--- Material provided ---
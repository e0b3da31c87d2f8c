//! Node configuration loading.
//!
//! The JSON file is optional; anything it leaves out keeps the
//! `NodeConfig` default, and CLI flags win over both.

use anyhow::{Context, Result};
use std::path::Path;

use shardnet_protocol::config::NodeConfig;

use crate::cli::DevnetArgs;

/// Reads a `NodeConfig` from `path`, or returns the defaults when no path
/// was given.
pub fn load_config(path: Option<&Path>) -> Result<NodeConfig> {
    let Some(path) = path else {
        return Ok(NodeConfig::default());
    };
    let raw = std::fs::read_to_string(path)
        .with_context(|| format!("failed to read config file {}", path.display()))?;
    serde_json::from_str(&raw)
        .with_context(|| format!("failed to parse config file {}", path.display()))
}

/// Applies CLI/env overrides on top of a loaded config.
pub fn apply_overrides(mut config: NodeConfig, args: &DevnetArgs) -> NodeConfig {
    if let Some(capacity) = args.cache_capacity {
        config.cache_capacity = capacity;
    }
    if let Some(retries) = args.dht_retries {
        config.resolution.max_dht_query_retries = retries;
    }
    config
}
//! # In-Process Devnet
//!
//! Runs several `P2pNode`s over one `MemoryNetwork` and keeps them busy:
//! every interval one node seals a block into its consensus store,
//! announces itself as a provider for the shard and gossips the header.
//! Another node then resolves the full block through the normal
//! cache → gossip peers → DHT path.
//!
//! ```text
//!   producer ──header──▶ gossip mesh ──▶ every node's header cache
//!      ▲                                        │
//!      └────── RequestBlock over a stream ◀─────┘ (one random node)
//! ```

use anyhow::{ensure, Context, Result};
use rand::Rng;
use std::sync::Arc;
use std::time::Duration;

use shardnet_protocol::config::NodeConfig;
use shardnet_protocol::network::{
    Capabilities, DataKind, MemoryBackend, MemoryNetwork, NodeError,
};
use shardnet_protocol::wire::Payload;
use shardnet_protocol::{Block, ContentHash, Header, Location, P2pNode, Transaction};

/// Gas limit stamped on produced headers.
const BLOCK_GAS_LIMIT: u64 = 30_000_000;

/// Gas charged per produced transaction.
const TX_GAS: u64 = 21_000;

/// Upper bound on transactions per produced block.
const MAX_TXS_PER_BLOCK: usize = 4;

/// How long a follower waits for a block before giving up.
const RESOLVE_DEADLINE: Duration = Duration::from_secs(30);

pub struct Devnet {
    _network: MemoryNetwork,
    location: Location,
    nodes: Vec<Arc<P2pNode>>,
    backends: Vec<Arc<MemoryBackend>>,
}

impl Devnet {
    /// Creates `count` nodes, starts them and subscribes each to every data
    /// kind of `location`. Node 0 runs solo and is every other node's boot
    /// peer.
    pub async fn start(count: usize, location: Location, config: NodeConfig) -> Result<Self> {
        ensure!(count >= 1, "a devnet needs at least one node");

        let network = MemoryNetwork::new();
        let mut nodes = Vec::with_capacity(count);
        let mut backends = Vec::with_capacity(count);
        let mut boot_peer: Option<String> = None;

        for index in 0..count {
            let peer = network.add_peer();
            let node_config = match &boot_peer {
                None => NodeConfig {
                    solo: true,
                    bootnode: false,
                    bootpeers: Vec::new(),
                    ..config.clone()
                },
                Some(boot) => NodeConfig {
                    solo: false,
                    bootnode: false,
                    bootpeers: vec![boot.clone()],
                    ..config.clone()
                },
            };
            boot_peer.get_or_insert_with(|| peer.peer_id().to_string());

            let backend = Arc::new(MemoryBackend::new());
            let node = P2pNode::new(node_config, Capabilities::from_host(peer), backend.clone());
            node.start()
                .await
                .with_context(|| format!("node {index} failed to start"))?;
            for kind in DataKind::ALL {
                node.subscribe(&location, kind)
                    .await
                    .with_context(|| format!("node {index} failed to subscribe"))?;
            }
            tracing::info!(index, peer = %node.peer_id(), "devnet node up");

            nodes.push(Arc::new(node));
            backends.push(backend);
        }

        Ok(Self {
            _network: network,
            location,
            nodes,
            backends,
        })
    }

    pub fn nodes(&self) -> &[Arc<P2pNode>] {
        &self.nodes
    }

    /// Produces a block every `interval`, round-robin over the nodes.
    /// Runs until dropped.
    pub async fn produce(&self, interval: Duration) {
        let mut ticker = tokio::time::interval(interval);
        let mut parent = ContentHash::ZERO;

        for number in 1u64.. {
            ticker.tick().await;

            let producer = (number as usize) % self.nodes.len();
            let block = self.seal_block(number, parent);
            parent = block.hash();

            if let Err(e) = self.publish(producer, &block).await {
                tracing::warn!(number, error = %e, "failed to publish block");
                continue;
            }
            if let Some(follower) = self.pick_follower(producer) {
                self.follow(follower, &block);
            }
        }
    }

    /// Builds block `number` on top of `parent` with a few random transfers.
    pub fn seal_block(&self, number: u64, parent: ContentHash) -> Block {
        let mut rng = rand::thread_rng();
        let transactions: Vec<Transaction> = (0..rng.gen_range(0..=MAX_TXS_PER_BLOCK))
            .map(|i| Transaction {
                nonce: number * MAX_TXS_PER_BLOCK as u64 + i as u64,
                to: Some(rng.gen()),
                value: rng.gen_range(1..1_000_000),
                gas: TX_GAS,
                gas_price: 1,
                input: Vec::new(),
            })
            .collect();

        Block::new(
            Header {
                parent_hash: parent,
                number,
                location: self.location,
                state_root: ContentHash::digest(&number.to_be_bytes()),
                tx_root: ContentHash::ZERO,
                gas_limit: BLOCK_GAS_LIMIT,
                gas_used: TX_GAS * transactions.len() as u64,
                timestamp: chrono::Utc::now().timestamp_millis().max(0) as u64,
            },
            transactions,
        )
    }

    /// Stores `block` at `producer`, announces it, and gossips its header.
    pub async fn publish(&self, producer: usize, block: &Block) -> Result<(), NodeError> {
        let node = &self.nodes[producer];
        self.backends[producer].insert_block(block.clone());
        node.announce(&self.location, DataKind::Block).await?;
        node.broadcast(&self.location, &Payload::Header(block.header.clone()))
            .await?;
        tracing::info!(
            number = block.header.number,
            hash = %block.hash(),
            txs = block.transactions.len(),
            producer = %node.peer_id(),
            "block produced"
        );
        Ok(())
    }

    fn pick_follower(&self, producer: usize) -> Option<usize> {
        if self.nodes.len() < 2 {
            return None;
        }
        let offset = rand::thread_rng().gen_range(1..self.nodes.len());
        Some((producer + offset) % self.nodes.len())
    }

    /// Has `follower` resolve `block` in the background and logs the outcome.
    fn follow(&self, follower: usize, block: &Block) {
        let node = self.nodes[follower].clone();
        let hash = block.hash();
        let number = block.header.number;
        let result = node.request_block(hash, self.location);

        tokio::spawn(async move {
            match tokio::time::timeout(RESOLVE_DEADLINE, result).await {
                Ok(Ok(block)) if block.verify_tx_root() => {
                    tracing::info!(number, %hash, peer = %node.peer_id(), "block resolved");
                }
                Ok(Ok(_)) => {
                    tracing::warn!(number, %hash, "resolved block has a bad transaction root");
                }
                Ok(Err(_)) => {
                    tracing::warn!(number, %hash, peer = %node.peer_id(), "block not found");
                }
                Err(_) => {
                    tracing::warn!(number, %hash, "block resolution timed out");
                }
            }
        });
    }

    /// Stops every node, logging the ones that fail to shut down cleanly.
    pub async fn stop(&self) {
        for node in &self.nodes {
            if let Err(e) = node.stop().await {
                tracing::warn!(peer = %node.peer_id(), error = %e, "node did not stop cleanly");
            }
        }
    }
}

#[cfg(test)]
mod tests {
    use super::*;
    use shardnet_protocol::network::NodeState;

    fn zone() -> Location {
        Location::Zone(0, 0)
    }

    #[tokio::test]
    async fn empty_devnet_is_rejected() {
        let err = Devnet::start(0, zone(), NodeConfig::default())
            .await
            .err()
            .unwrap();
        assert!(err.to_string().contains("at least one node"));
    }

    #[tokio::test]
    async fn nodes_start_and_join_every_topic() {
        let devnet = Devnet::start(3, zone(), NodeConfig::default()).await.unwrap();
        assert_eq!(devnet.nodes().len(), 3);

        let boot = devnet.nodes()[0].peer_id().to_string();
        for (index, node) in devnet.nodes().iter().enumerate() {
            assert_eq!(node.state(), NodeState::Running);
            assert_eq!(node.topics().len(), 3);
            if index > 0 {
                assert_eq!(node.config().bootpeers, vec![boot.clone()]);
            }
        }
        devnet.stop().await;
        assert!(devnet
            .nodes()
            .iter()
            .all(|n| n.state() == NodeState::Stopped));
    }

    #[tokio::test]
    async fn sealed_blocks_chain_and_commit_to_transactions() {
        let devnet = Devnet::start(1, zone(), NodeConfig::default()).await.unwrap();
        let first = devnet.seal_block(1, ContentHash::ZERO);
        let second = devnet.seal_block(2, first.hash());

        assert_eq!(second.header.parent_hash, first.hash());
        assert_eq!(second.location(), zone());
        assert!(second.verify_tx_root());
        assert!(second.transactions.len() <= MAX_TXS_PER_BLOCK);
    }

    #[tokio::test]
    async fn follower_resolves_published_block_from_producer() {
        let devnet = Devnet::start(3, zone(), NodeConfig::default()).await.unwrap();
        let block = devnet.seal_block(1, ContentHash::ZERO);
        devnet.publish(0, &block).await.unwrap();

        let follower = &devnet.nodes()[2];
        let got = follower.request_block(block.hash(), zone()).await.unwrap();
        assert_eq!(got, block);
        assert_eq!(follower.stats().gossip_peer_hits, 1);

        // The gossiped header reaches followers without a request.
        let mut seen = false;
        for _ in 0..100 {
            if follower.caches().headers.contains(&block.hash()) {
                seen = true;
                break;
            }
            tokio::time::sleep(Duration::from_millis(10)).await;
        }
        assert!(seen);
    }
}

--- Directions ---
Copy each line of the listing that contains the string "Some".

--- Result of this exercise ---
    let Some(path) = path else {
    if let Some(capacity) = args.cache_capacity {
    if let Some(retries) = args.dht_retries {
                Some(boot) => NodeConfig {
            if let Some(follower) = self.pick_follower(producer) {
                to: Some(rng.gen()),
        Some((producer + offset) % self.nodes.len())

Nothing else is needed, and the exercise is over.